On inspection, patients look mildly ill and may have slightly elevated temperature and pulse. They often lie still to avoid the peritoneal irritation caused by movement. The surgeon should systematically examine the entire abdomen, starting in the left upper quadrant away from the patient’s described pain. Maximal tenderness is typically in the right lower quadrant, at or near McBurney’s point, located one-third of the way from the anterior superior iliac spine to the umbilicus. This tenderness is often associated with localized muscle rigidity and signs of peritoneal inflammation, including rebound, shake, or tap tenderness. Right lower quadrant tenderness is the most consistent of all signs of acute appendicitis;its presence should always raise the specter of appendicitis, even in the absence of other signs and symptoms. Because of the various anatomic locations of the appendix, however, it is possible for the tenderness to be in the right flank or right upper quadrant, the suprapubic region, or the left lower quadrant. Patients with a retrocecal or pelvic appendix may have no abdominal tenderness whatsoever. In such cases, rectal examination can be helpful to elicit right-sided pelvic tenderness.
Multiple signs can be detected on physical examination to contribute to the diagnosis of appendicitis. Rovsing’s sign, pain in the right lower quadrant on palpation of the left lower quadrant, is further evidence of localized peritoneal inflammation in the right lower quadrant. Psoas sign, pain with flexion of the leg at the right hip, can be seen with a retrocecal appendix due to inflammation adjacent to the psoas muscle.
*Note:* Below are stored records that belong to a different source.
//! Application state management
//!
//! One `AppState` is created at startup and cloned into every flow that
//! needs the API, the session or the cached history.
//!
//! # Design Principles
//!
//! 1. **Read once**: the session file is loaded in [`AppState::init`] only
//! 2. **Cheap cloning**: all fields are Arc'd or Clone-cheap
//! 3. **Write-through**: every session change is persisted immediately

use std::sync::Arc;

use diabetes_risk_shared::{AuthError, HistoryEntry};
use metrics::counter;
use secrecy::{ExposeSecret, SecretString};
use tokio::sync::RwLock;
use tracing::{info, warn};

use crate::api::ApiClient;
use crate::auth::inspect_token;
use crate::config::ClientConfig;
use crate::error::ClientResult;
use crate::session::{SessionStore, StoredSession};

#[derive(Debug, Default)]
struct Session {
    token: Option<SecretString>,
    dark_mode: bool,
    remembered_username: Option<String>,
}

impl Session {
    fn to_stored(&self) -> StoredSession {
        StoredSession {
            token: self.token.as_ref().map(|t| t.expose_secret().clone()),
            dark_mode: self.dark_mode,
            remembered_username: self.remembered_username.clone(),
        }
    }
}

/// Shared application state
///
/// # Performance
///
/// - `api`: reqwest's client is internally Arc'd, cloning is O(1)
/// - `config`, `session`, `history`: wrapped in Arc, cloning is O(1)
#[derive(Clone)]
pub struct AppState {
    config: Arc<ClientConfig>,
    api: ApiClient,
    store: Arc<SessionStore>,
    session: Arc<RwLock<Session>>,
    history: Arc<RwLock<Vec<HistoryEntry>>>,
}

impl AppState {
    /// Create state with an empty session; nothing is read from disk
    pub fn new(config: ClientConfig) -> ClientResult<Self> {
        let api = ApiClient::new(&config.api)?;
        let store = SessionStore::new(config.session.path.clone());

        Ok(Self {
            config: Arc::new(config),
            api,
            store: Arc::new(store),
            session: Arc::new(RwLock::new(Session::default())),
            history: Arc::new(RwLock::new(Vec::new())),
        })
    }

    /// Create state from the stored session
    ///
    /// A stored token is kept only if it is well-formed, unexpired, and the
    /// server accepts it for a history fetch. Otherwise it is discarded and
    /// the user starts logged out.
    pub async fn init(config: ClientConfig) -> ClientResult<Self> {
        let state = Self::new(config)?;
        let stored = state.store.load().await?;

        {
            let mut session = state.session.write().await;
            session.dark_mode = stored.dark_mode;
            session.remembered_username = stored.remembered_username.clone();
        }

        let Some(token) = stored.token else {
            return Ok(state);
        };

        if let Err(e) = inspect_token(&token) {
            warn!(reason = %e, "Discarding stored token");
            counter!("session_revalidations_total", "outcome" => "malformed").increment(1);
            state.persist().await?;
            return Ok(state);
        }

        state.session.write().await.token = Some(SecretString::new(token));
        match state.refresh_history().await {
            Ok(entries) => {
                counter!("session_revalidations_total", "outcome" => "valid").increment(1);
                info!(entries, "Session restored");
            }
            Err(e) if e.is_unauthorized() => {
                counter!("session_revalidations_total", "outcome" => "rejected").increment(1);
                warn!(error = %e, "Stored token rejected, logging out");
                state.session.write().await.token = None;
                state.persist().await?;
            }
            Err(e) => {
                // Server unreachable or failing; the token may still be good
                counter!("session_revalidations_total", "outcome" => "failed").increment(1);
                warn!(error = %e, "Could not revalidate stored token, keeping it");
            }
        }

        Ok(state)
    }

    #[inline]
    pub fn config(&self) -> &ClientConfig {
        &self.config
    }

    #[inline]
    pub fn api(&self) -> &ApiClient {
        &self.api
    }

    pub async fn token(&self) -> Option<SecretString> {
        self.session.read().await.token.clone()
    }

    pub async fn is_authenticated(&self) -> bool {
        self.session.read().await.token.is_some()
    }

    /// Store a freshly issued token
    pub async fn set_token(&self, token: String) -> ClientResult<()> {
        self.session.write().await.token = Some(SecretString::new(token));
        self.persist().await
    }

    /// Forget the token and the cached history; preferences survive
    pub async fn logout(&self) -> ClientResult<()> {
        self.session.write().await.token = None;
        self.history.write().await.clear();
        self.persist().await?;
        info!("Logged out");
        Ok(())
    }

    pub async fn dark_mode(&self) -> bool {
        self.session.read().await.dark_mode
    }

    pub async fn set_dark_mode(&self, enabled: bool) -> ClientResult<()> {
        self.session.write().await.dark_mode = enabled;
        self.persist().await
    }

    /// Flip the theme and return the new setting
    pub async fn toggle_dark_mode(&self) -> ClientResult<bool> {
        let enabled = {
            let mut session = self.session.write().await;
            session.dark_mode = !session.dark_mode;
            session.dark_mode
        };
        self.persist().await?;
        Ok(enabled)
    }

    pub async fn remembered_username(&self) -> Option<String> {
        self.session.read().await.remembered_username.clone()
    }

    pub async fn set_remembered_username(&self, username: Option<String>) -> ClientResult<()> {
        self.session.write().await.remembered_username = username;
        self.persist().await
    }

    /// Cached history, newest first
    pub async fn history(&self) -> Vec<HistoryEntry> {
        self.history.read().await.clone()
    }

    /// Re-fetch history for the logged-in user; returns the entry count
    pub async fn refresh_history(&self) -> ClientResult<usize> {
        let token = self.token().await.ok_or(AuthError::MissingToken)?;
        let entries = self.api.history(&token).await?;
        let count = entries.len();
        *self.history.write().await = entries;
        Ok(count)
    }

    async fn persist(&self) -> ClientResult<()> {
        let stored = self.session.read().await.to_stored();
        self.store.save(&stored).await
    }
}

#[cfg(test)]
mod tests {
    use super::*;
    use crate::auth::token::tests::make_token;
    use crate::config::{ApiConfig, SessionConfig};
    use wiremock::matchers::{method, path};
    use wiremock::{Mock, MockServer, ResponseTemplate};

    fn test_config(base_url: String) -> ClientConfig {
        ClientConfig {
            api: ApiConfig {
                base_url,
                timeout_secs: 5,
            },
            session: SessionConfig {
                path: std::env::temp_dir()
                    .join(format!("diabetes-risk-{}", uuid::Uuid::new_v4()))
                    .join("session.json"),
            },
            ..ClientConfig::default()
        }
    }

    async fn seed(config: &ClientConfig, token: &str) {
        SessionStore::new(config.session.path.clone())
            .save(&StoredSession {
                token: Some(token.to_string()),
                dark_mode: true,
                remembered_username: Some("alice".to_string()),
            })
            .await
            .unwrap();
    }

    #[tokio::test]
    async fn test_state_clone_is_cheap() {
        let state = AppState::new(ClientConfig::default()).unwrap();
        let cloned = state.clone();
        assert!(Arc::ptr_eq(&state.session, &cloned.session));
    }

    #[tokio::test]
    async fn test_init_restores_accepted_token() {
        let server = MockServer::start().await;
        Mock::given(method("GET"))
            .and(path("/history"))
            .respond_with(ResponseTemplate::new(200).set_body_json(serde_json::json!({
                "history": []
            })))
            .expect(1)
            .mount(&server)
            .await;

        let config = test_config(server.uri());
        seed(&config, &make_token(Some(3600))).await;

        let state = AppState::init(config).await.unwrap();
        assert!(state.is_authenticated().await);
        assert!(state.dark_mode().await);
        assert_eq!(state.remembered_username().await.as_deref(), Some("alice"));
    }

    #[tokio::test]
    async fn test_init_discards_rejected_token() {
        let server = MockServer::start().await;
        Mock::given(method("GET"))
            .and(path("/history"))
            .respond_with(ResponseTemplate::new(422).set_body_json(serde_json::json!({
                "msg": "Signature verification failed"
            })))
            .expect(1)
            .mount(&server)
            .await;

        let config = test_config(server.uri());
        let store = SessionStore::new(config.session.path.clone());
        seed(&config, &make_token(Some(3600))).await;

        let state = AppState::init(config).await.unwrap();
        assert!(!state.is_authenticated().await);
        let stored = store.load().await.unwrap();
        assert!(stored.token.is_none());
        assert!(stored.dark_mode);
    }

    #[tokio::test]
    async fn test_init_keeps_token_through_server_outage() {
        let server = MockServer::start().await;
        Mock::given(method("GET"))
            .and(path("/history"))
            .respond_with(ResponseTemplate::new(503))
            .expect(1)
            .mount(&server)
            .await;

        let config = test_config(server.uri());
        let store = SessionStore::new(config.session.path.clone());
        let token = make_token(Some(3600));
        seed(&config, &token).await;

        let state = AppState::init(config).await.unwrap();
        assert!(state.is_authenticated().await);
        assert!(state.history().await.is_empty());
        assert_eq!(store.load().await.unwrap().token.as_deref(), Some(token.as_str()));
    }

    #[tokio::test]
    async fn test_init_keeps_token_when_server_unreachable() {
        // Nothing listens on the discard port
        let config = test_config("http://127.0.0.1:9".to_string());
        let store = SessionStore::new(config.session.path.clone());
        seed(&config, &make_token(Some(3600))).await;

        let state = AppState::init(config).await.unwrap();
        assert!(state.is_authenticated().await);
        assert!(store.load().await.unwrap().token.is_some());
    }

    #[tokio::test]
    async fn test_init_discards_malformed_token_without_network() {
        let server = MockServer::start().await;
        Mock::given(method("GET"))
            .and(path("/history"))
            .respond_with(ResponseTemplate::new(200))
            .expect(0)
            .mount(&server)
            .await;

        let config = test_config(server.uri());
        seed(&config, "definitely-not-a-jwt").await;

        let state = AppState::init(config).await.unwrap();
        assert!(!state.is_authenticated().await);
    }

    #[tokio::test]
    async fn test_logout_clears_token_and_history() {
        let state = AppState::new(test_config("http://127.0.0.1:9".to_string())).unwrap();
        state.set_token(make_token(None)).await.unwrap();
        assert!(state.is_authenticated().await);

        state.logout().await.unwrap();
        assert!(!state.is_authenticated().await);
        assert!(state.history().await.is_empty());
    }

    #[tokio::test]
    async fn test_toggle_dark_mode_persists() {
        let config = test_config("http://127.0.0.1:9".to_string());
        let store = SessionStore::new(config.session.path.clone());
        let state = AppState::new(config).unwrap();

        assert!(state.toggle_dark_mode().await.unwrap());
        assert!(store.load().await.unwrap().dark_mode);
        assert!(!state.toggle_dark_mode().await.unwrap());
    }
}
The obdurator sign, pain with rotating the flexed right thigh internally, indicates inflammation adjacent to the obdurator muscle in the pelvis.
In cases of perforated appendicitis, patients can look gravely ill, appearing flushed with dry mucous membranes and considerable elevations in temperature or pulse. If sepsis has developed, blood pressure can be depressed. If the perforation has been walled off by surrounding structures to create an abscess or phlegmon, a mass may be palpable in the right lower quadrant. If free intraperitoneal rupture has occurred, the patient can have signs of generalized peritonitis with diffuse rebound tenderness.